I’m gonna use the example of migrations to demonstrate the performance of raw sql vs ActiveRecord. The scenario is moving the user_website
column from user_profiles
to users
. When using ActiveRecord, we are tempted to do something like this.
class User < ActiveRecord::Base
has_one :user_profile
end
class UserProfile < ActiveRecord::Base
belongs_to :user
end
class AddUserWebsiteToUsers < ActiveRecord::Migration
def up
add_column :users, :user_website, :string
User.find_each do |user|
user.user_website = user.user_profile.user_website
user.save!
end
end
def down
remove_column :users, :user_website
end
end
However, there’s a problem with this migration that is not at first obvious.

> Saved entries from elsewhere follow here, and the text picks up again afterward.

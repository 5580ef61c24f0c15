//! PostgreSQL post storage via SeaORM.

mod connections;
pub mod entity;
mod postgres_repo;

pub use connections::{DatabaseConfig, connect, ensure_schema};
pub use postgres_repo::PostgresPostRepository;
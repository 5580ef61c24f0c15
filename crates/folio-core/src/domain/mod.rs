//! Domain entities - post records and the rules over them.

mod divergence;
mod graph;
mod media;
mod post;
pub mod status;

pub use divergence::{
    ChangeDetector, ContentDiffDetector, DivergenceEvaluator, NonBlankPolicy, SavePolicy,
    ServerRevisionDetector, TimestampChangeDetector,
};
pub use graph::{ChangeSet, PostGraph, RevisionConfig};
pub use media::{CommentId, MediaId, MediaInfo, MediaKind, MediaUploadState};
pub use post::{AutosaveSnapshot, Post, PostFields, PostId, PostKind, RemoteInfo, UnknownKind};
pub use status::{PostStatus, UnknownStatus};
//! Content scanning - choosing a display image from post markup.

use folio_core::ports::ContentScanner;
use scraper::{Html, Selector};

/// Uses the `src` of the first `<img>` tag in the content.
#[derive(Debug, Clone, Copy, Default)]
pub struct FirstImageScanner;

impl ContentScanner for FirstImageScanner {
    fn display_image_for(&self, content: &str) -> Option<String> {
        let selector = Selector::parse("img[src]").ok()?;
        let fragment = Html::parse_fragment(content);

        fragment
            .select(&selector)
            .filter_map(|img| img.value().attr("src"))
            .map(str::trim)
            .find(|src| !src.is_empty())
            .map(String::from)
    }
}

It runs 2*N queries for the number of users that exists in the database, N to load the users, and N to load the associations. It also hogs memory when it initializes the User and UserProfile objects. Wrapping the block in a transaction could speed it up, but it will still be orders of magnitude slower than the raw query shown below.
class AddUserWebsiteToUsers < ActiveRecord::Migration
def up
add_column :users, :user_website, :string
execute <<-SQL
UPDATE users as u
SET user_website = p.user_website
FROM user_profiles as p
WHERE u.id = p.user_id;
SQL
end
def down
remove_column :users, :user_website
end
end
For benchmarking, I set up my database with the resulting schema with 10000 records in each table.
ActiveRecord::Schema.define(version: 20150416010143) do
enable_extension "plpgsql"
create_table "user_profiles", force: :cascade do |t|
t.integer "user_id"
t.string "user_website"
end
create_table "users", force: :cascade do |t|
t.string "name"
t.datetime "created_at"
t.datetime "updated_at"
t.string "user_website"
end
end
Instead of actually running the 2 migrations, I used the following rake tasks.
namespace :benchmark do
task :rawsql => :environment do
puts Benchmark.measure {
ActiveRecord::Base.connection.execute <<-SQL
UPDATE users as u
SET user_website = p.user_website
FROM user_profiles as p
WHERE u.id = p.user_id;
SQL
}
end
task :activerecord => :environment do
puts Benchmark.measure {
User.find_each do |user|
user.user_website = user.user_profile.user_website
user.save!
end
}
end
end
And here are the results:
user | system | total | real | |
---|---|---|---|---|
ActiveRecord | 17.700000 | 1.180000 | 18.880000 | (42.011080) |
Raw Sql | 0.070000 | 0.010000 | 0.080000 | (0.124420) |
The results shouldn’t be surprising. Databases were designed to manipulate data like this. One analogy I have for comparing ORM and raw sql is a delivery man. If you use N queries with the ORM, it’s like giving the delivery man one package at a time and telling him the address. He has to finish one package delivery before coming back and start the next. Yet if you give him everything at once, he can plan out a quicker route and not waste time going back and forth.